Consequences of exotic Asian earthworm (Amynthas agrestis) invasion for Midwestern forest and prairie soils
Invasion of non-native earthworms is a global phenomenon that has profoundly altered ecosystem structure and function. Prior research has well documented effects of invasive European earthworms (family Lumbricidae) in northern temperate forests, but the ecological consequences of earthworms from other origins remain poorly understood. Of particular concern is the recent invasion of Asian earthworms in the genus Amynthas (family Megascolecidae), which are increasingly reported in North America and expanding their range northward. Moreover, previous research has focused on forests; Amynthas are native to Asian grasslands and might thrive in midwestern prairies, with unknown effects. We conducted a mesocosm experiment and complementary field study from June to November 2014 in southern Wisconsin to study effects of a newly arrived (October 2013) invasive Asian earthworm (Amynthas agrestis). We asked what are the consequences of Amynthas agrestis invasion on soil and litter properties, and how do effects differ across forest and prairie ecosystems? We measured litter quantity and quality, and soil physical-chemical properties and nutrient pools at three depths (0-5cm, 5-10cm, and 10-25cm). We expected substantial litter declines and stronger effects on shallow soils, and we expected greater effects in forest than prairie ecosystems due to litter quality.

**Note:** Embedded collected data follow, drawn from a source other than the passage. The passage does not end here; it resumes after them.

use console::Style;
use dialoguer::theme::ColorfulTheme;
use dialoguer::Select;
use indexmap::IndexMap;
use itertools::Itertools;
use thiserror::Error;
use tracing::warn;

#[derive(Debug, Error)]
pub enum PromptError {
  #[error("prompt failed: {0}")]
  Io(#[from] dialoguer::Error),
  #[error("selection cancelled")]
  Cancelled
}

/// Single-select over a fixed list, returning the index picked.
pub trait Selector {
  fn select(&self, message: &str, items: &[String]) -> Result<usize, PromptError>;
}

pub fn figma_theme() -> ColorfulTheme {
  ColorfulTheme {
    prompt_style: Style::new().cyan().bold(),
    active_item_prefix: Style::new().green().apply_to("❯ ".to_string()),
    active_item_style: Style::new().green(),
    ..ColorfulTheme::default()
  }
}

pub struct DialoguerSelector {
  theme: ColorfulTheme
}

impl DialoguerSelector {
  pub fn new() -> Self {
    Self { theme: figma_theme() }
  }
}

impl Default for DialoguerSelector {
  fn default() -> Self {
    Self::new()
  }
}

impl Selector for DialoguerSelector {
  fn select(&self, message: &str, items: &[String]) -> Result<usize, PromptError> {
    Select::with_theme(&self.theme)
      .with_prompt(message)
      .items(items)
      .default(0)
      .interact_opt()?
      .ok_or(PromptError::Cancelled)
  }
}

/// Names shown to the user plus the name → id lookup used to resolve the pick.
///
/// Every name is listed in the order received. When two entries share a
/// name the last one wins the lookup.
#[derive(Debug, Clone, Default)]
pub struct Choices {
  labels: Vec<String>,
  by_name: IndexMap<String, String>
}

impl Choices {
  pub fn new<I, N, K>(entries: I) -> Self
  where
    I: IntoIterator<Item = (N, K)>,
    N: Into<String>,
    K: Into<String>
  {
    let mut choices = Choices::default();
    for (name, id) in entries {
      let name = name.into();
      choices.labels.push(name.clone());
      choices.by_name.insert(name, id.into());
    }

    for dup in choices.labels.iter().duplicates() {
      warn!(name = %dup, "duplicate name in list, the last entry will be used");
    }

    choices
  }

  pub fn labels(&self) -> &[String] {
    &self.labels
  }

  pub fn is_empty(&self) -> bool {
    self.labels.is_empty()
  }

  pub fn resolve(&self, name: &str) -> Option<&str> {
    self.by_name.get(name).map(String::as_str)
  }

  /// Id behind the label at `index`, as returned by a [`Selector`].
  pub fn resolve_index(&self, index: usize) -> Option<&str> {
    self.labels.get(index).and_then(|name| self.resolve(name))
  }
}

Initial results of the mesocosm experiment showed that, in both forest and prairie soils, foliage litter mass and depth declined substantially where Amynthas agrestis was present, as compared to no-worm controls (P<0.001). Litter mass declined more in forest than in prairie soils (70.8% vs. 48.3% loss, respectively), perhaps because deciduous forest leaf litter is easier to ingest relative to graminoid litter, which has higher lignin content. Field observations also showed that Amynthas agrestis accelerated loss of litter mass through time, with the strongest effect late in the growing season when Amynthas populations peak. In addition, total carbon and nitrogen in 0-5cm soils significantly increased from July to October in forests invaded by Amynthas agrestis, whereas total carbon and nitrogen remained constant or declined slightly in uninvaded forests. Furthermore, soil total C:N ratio increased from 13.0 to 13.8 in invaded areas but largely decreased from 15.1 to 12.9 in uninvaded areas over the experiment period. No differences through time were detected for deeper soils. Our study provided initial evidence that effects of this new invasive Asian earthworm can be significant and suggested the possibility of cascading effects on ecosystem processes that might rival those of European invaders.